TASK OBJECTIVE
Tally up the lines in the following entries where the string "sync" appears, and answer with the number alone.

⁂

//! Evaluates filter conditions against documents.

use regex::RegexBuilder;
use serde_json::Value;
use std::collections::HashSet;
use std::path::PathBuf;
use std::sync::Once;

use super::ast::{
    Constraint, FilterCollection, FilterCondition, FilterField, FilterLogic, FilterOperator,
};
use super::expression::{date_constraint, is_date_only, parse_iso_timestamp, size_constraint};
use crate::markdown::normalize_tag;
use crate::models::Document;
use crate::utils::vault_relative;

static CREATED_UNSUPPORTED: Once = Once::new();

/// Evaluates [`FilterCondition`]s for documents of one vault
#[derive(Debug, Clone)]
pub struct FilterEvaluator {
    vault_root: PathBuf,
}

impl FilterEvaluator {
    pub fn new(vault_root: impl Into<PathBuf>) -> Self {
        Self {
            vault_root: vault_root.into(),
        }
    }

    /// Evaluate one condition. Unknown fields or operators that do not fit
    /// the field evaluate to false.
    pub fn evaluate(&self, document: &Document, condition: &FilterCondition) -> bool {
        match condition.field {
            FilterField::Name => text_matches(&document.metadata.name, condition),
            FilterField::Content => text_matches(&document.content, condition),
            FilterField::Search => {
                let searchable = format!("{}\n{}", document.metadata.name, document.content);
                text_matches(&searchable, condition)
            }
            FilterField::Folders => self.folder_matches(document, condition),
            FilterField::Tags => tags_match(&document.metadata.tags, condition),
            FilterField::Metadata => metadata_matches(document, condition),
            FilterField::Modified => modified_matches(document, condition),
            FilterField::Created => {
                CREATED_UNSUPPORTED.call_once(|| {
                    tracing::warn!(
                        "Filtering on 'created' is not supported; such conditions never match"
                    );
                });
                false
            }
            FilterField::Size => size_matches(document.metadata.size, condition),
            FilterField::Unknown => {
                tracing::debug!(operator = ?condition.operator, "Unknown filter field");
                false
            }
        }
    }

    /// Combine the conditions of a collection; an empty collection passes
    pub fn evaluate_collection(&self, document: &Document, collection: &FilterCollection) -> bool {
        if collection.conditions.is_empty() {
            return true;
        }
        match collection.logic {
            FilterLogic::And => collection
                .conditions
                .iter()
                .all(|c| self.evaluate(document, c)),
            FilterLogic::Or => collection
                .conditions
                .iter()
                .any(|c| self.evaluate(document, c)),
        }
    }

    /// Keep the documents passing `collection`, in order
    pub fn apply_filters(
        &self,
        documents: Vec<Document>,
        collection: &FilterCollection,
    ) -> Vec<Document> {
        if collection.is_empty() {
            return documents;
        }
        let before = documents.len();
        let kept: Vec<Document> = documents
            .into_iter()
            .filter(|doc| self.evaluate_collection(doc, collection))
            .collect();
        tracing::debug!(before, after = kept.len(), "Applied filters");
        kept
    }

    fn folder_matches(&self, document: &Document, condition: &FilterCondition) -> bool {
        let folder = match vault_relative(&self.vault_root, document.parent_dir()) {
            Some(folder) => folder,
            None => return false,
        };
        let sensitive = condition.is_case_sensitive();
        let folder = fold_case(&folder, sensitive);

        // Plain prefix match: "Projects" also matches "Projects2"
        let any_match = string_list(&condition.value).iter().any(|wanted| {
            let wanted = fold_case(wanted.trim_matches('/'), sensitive);
            folder.starts_with(&wanted)
        });

        match condition.operator {
            FilterOperator::In => any_match,
            FilterOperator::NotIn => !any_match,
            _ => false,
        }
    }
}

fn fold_case(text: &str, sensitive: bool) -> String {
    if sensitive {
        text.to_string()
    } else {
        text.to_lowercase()
    }
}

/// A string, a number, or an array of either
fn string_list(value: &Value) -> Vec<String> {
    match value {
        Value::Array(items) => items.iter().filter_map(scalar_string).collect(),
        other => scalar_string(other).into_iter().collect(),
    }
}

fn scalar_string(value: &Value) -> Option<String> {
    match value {
        Value::String(s) => Some(s.clone()),
        Value::Number(n) => Some(n.to_string()),
        Value::Bool(b) => Some(b.to_string()),
        _ => None,
    }
}

fn text_matches(text: &str, condition: &FilterCondition) -> bool {
    let needle = match scalar_string(&condition.value) {
        Some(needle) => needle,
        None => return false,
    };
    let sensitive = condition.is_case_sensitive();

    if condition.operator == FilterOperator::Regex {
        return match RegexBuilder::new(&needle)
            .case_insensitive(!sensitive)
            .build()
        {
            Ok(re) => re.is_match(text),
            Err(e) => {
                tracing::debug!(pattern = %needle, error = %e, "Invalid filter regex");
                false
            }
        };
    }

    let haystack = fold_case(text, sensitive);
    let needle = fold_case(&needle, sensitive);
    match condition.operator {
        FilterOperator::Contains => haystack.contains(&needle),
        FilterOperator::NotContains => !haystack.contains(&needle),
        FilterOperator::Equals => haystack == needle,
        FilterOperator::NotEquals => haystack != needle,
        FilterOperator::StartsWith => haystack.starts_with(&needle),
        FilterOperator::EndsWith => haystack.ends_with(&needle),
        _ => false,
    }
}

fn tags_match(tags: &[String], condition: &FilterCondition) -> bool {
    let have: HashSet<String> = tags.iter().map(|t| normalize_tag(t)).collect();
    let wanted: Vec<String> = string_list(&condition.value)
        .iter()
        .map(|t| normalize_tag(t))
        .filter(|t| !t.is_empty())
        .collect();

    match condition.operator {
        FilterOperator::ContainsAny => wanted.iter().any(|t| have.contains(t)),
        FilterOperator::ContainsAll => wanted.iter().all(|t| have.contains(t)),
        FilterOperator::NotContains => !wanted.iter().any(|t| have.contains(t)),
        _ => false,
    }
}

fn metadata_matches(document: &Document, condition: &FilterCondition) -> bool {
    let key = match condition.key.as_deref() {
        Some(key) => key,
        None => return false,
    };
    let actual = document.metadata.frontmatter.get(key);
    match condition.operator {
        FilterOperator::Equals => actual == Some(&condition.value),
        FilterOperator::NotEquals => actual != Some(&condition.value),
        _ => false,
    }
}

fn modified_matches(document: &Document, condition: &FilterCondition) -> bool {
    let modified = document.metadata.modified;
    let text = match condition.value.as_str() {
        Some(text) => text,
        None => return false,
    };

    let (at, date_only) = match parse_iso_timestamp(text) {
        Some(at) => (at, is_date_only(text)),
        None => match date_constraint(text) {
            // The phrase supplies the bound; its own operator only applies
            // when the condition does not name a date comparison
            Constraint::Bound(predicate) if is_date_operator(condition.operator) => {
                (predicate.value, false)
            }
            constraint => return constraint.admits(|p| p.matches(modified)),
        },
    };

    let same_day = modified.date_naive() == at.date_naive();
    if date_only {
        let (day, wanted) = (modified.date_naive(), at.date_naive());
        return match condition.operator {
            FilterOperator::Equals => same_day,
            FilterOperator::NotEquals => !same_day,
            FilterOperator::Before => day < wanted,
            FilterOperator::After => day > wanted,
            FilterOperator::OnOrBefore => day <= wanted,
            FilterOperator::OnOrAfter => day >= wanted,
            _ => false,
        };
    }

    match condition.operator {
        FilterOperator::Equals => same_day,
        FilterOperator::NotEquals => !same_day,
        FilterOperator::Before => modified < at,
        FilterOperator::After => modified > at,
        FilterOperator::OnOrBefore => modified <= at,
        FilterOperator::OnOrAfter => modified >= at,
        _ => false,
    }
}

fn is_date_operator(operator: FilterOperator) -> bool {
    matches!(
        operator,
        FilterOperator::Equals
            | FilterOperator::NotEquals
            | FilterOperator::Before
            | FilterOperator::After
            | FilterOperator::OnOrBefore
            | FilterOperator::OnOrAfter
    )
}

fn size_matches(size: u64, condition: &FilterCondition) -> bool {
    let bound = match &condition.value {
        Value::Number(n) => n.as_f64(),
        Value::String(s) => match s.trim().parse::<f64>() {
            Ok(n) => Some(n),
            Err(_) => return size_constraint(s).admits(|p| p.matches(size)),
        },
        _ => None,
    };
    let bound = match bound {
        Some(bound) => bound,
        None => return false,
    };

    let size = size as f64;
    match condition.operator {
        FilterOperator::Equals => size == bound,
        FilterOperator::NotEquals => size != bound,
        FilterOperator::GreaterThan => size > bound,
        FilterOperator::LessThan => size < bound,
        FilterOperator::GreaterThanOrEqual => size >= bound,
        FilterOperator::LessThanOrEqual => size <= bound,
        _ => false,
    }
}

/// Whether a date or size condition holds a phrase neither parser reads.
/// Such a condition lets every document through.
pub fn is_unconstrained(condition: &FilterCondition) -> bool {
    let text = match condition.value.as_str() {
        Some(text) => text,
        None => return false,
    };
    match condition.field {
        FilterField::Modified => {
            parse_iso_timestamp(text).is_none()
                && date_constraint(text) == Constraint::Unconstrained
        }
        FilterField::Size => {
            text.trim().parse::<f64>().is_err()
                && size_constraint(text) == Constraint::Unconstrained
        }
        _ => false,
    }
}
use once_cell::sync::Lazy;
use regex::Regex;
use serde_json::{Map, Value};

use super::scanner::{inline_code_ranges, LineScanner};

static INLINE_TAG_REGEX: Lazy<Regex> =
    Lazy::new(|| Regex::new(r"(?:^|\s)#([\p{L}\p{N}_/\-]+)").unwrap());

/// Normalize a tag for comparison: no leading `#`, lowercase
pub fn normalize_tag(tag: &str) -> String {
    tag.trim().trim_start_matches('#').to_lowercase()
}

/// Collect tags from the `tags`/`tag` frontmatter keys and inline `#tags`.
///
/// Order of first appearance is kept; duplicates (case-insensitive) dropped.
pub fn extract_tags(frontmatter: &Map<String, Value>, body: &str) -> Vec<String> {
    let mut tags: Vec<String> = Vec::new();
    let mut push = |raw: &str| {
        let tag = raw.trim().trim_start_matches('#').to_string();
        if tag.is_empty() {
            return;
        }
        if !tags.iter().any(|t| t.eq_ignore_ascii_case(&tag)) {
            tags.push(tag);
        }
    };

    for key in ["tags", "tag"] {
        match frontmatter.get(key) {
            Some(Value::Array(items)) => {
                for item in items {
                    if let Value::String(s) = item {
                        push(s);
                    }
                }
            }
            Some(Value::String(s)) => {
                for part in s.split(|c: char| c == ',' || c.is_whitespace()) {
                    push(part);
                }
            }
            _ => {}
        }
    }

    let mut scanner = LineScanner::new();
    for line in body.lines() {
        if !scanner.classify(line).is_scannable() {
            continue;
        }
        let code = inline_code_ranges(line);
        for cap in INLINE_TAG_REGEX.captures_iter(line) {
            let m = match cap.get(1) {
                Some(m) => m,
                None => continue,
            };
            if code.iter().any(|r| r.contains(&m.start())) {
                continue;
            }
            // Obsidian does not treat purely numeric words as tags
            if m.as_str().chars().all(|c| c.is_ascii_digit()) {
                continue;
            }
            push(m.as_str());
        }
    }

    tags
}
//! Select vault documents, filter them and apply bulk operations, keeping
//! every link to a moved document valid.
//!
//! Entry point is [`pipeline::PipelineExecutor`], wired with a [`ports::VaultFs`]
//! (usually [`storage::LocalVaultFs`]) and a [`ports::DocumentIndex`] (usually
//! [`index::VaultIndex`]).

pub mod config;
pub mod filter;
pub mod index;
pub mod links;
pub mod markdown;
pub mod models;
pub mod operations;
pub mod pipeline;
pub mod ports;
pub mod security;
pub mod selector;
pub mod storage;
pub mod utils;

pub use config::{RelocationConfig, VaultConfig};
pub use pipeline::{PipelineExecutor, PipelineResult, PipelineSpec};

use tracing_subscriber::EnvFilter;

/// Install a fmt subscriber filtered by `RUST_LOG`.
///
/// Defaults to `vault_pipeline=info`. Safe to call more than once; later
/// calls and calls made after the host installed its own subscriber do
/// nothing.
pub fn init_tracing() {
    let filter = EnvFilter::try_from_default_env()
        .unwrap_or_else(|_| EnvFilter::new("vault_pipeline=info"));
    let _ = tracing_subscriber::fmt().with_env_filter(filter).try_init();
}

⁂

ANSWER TO THIS TASK
2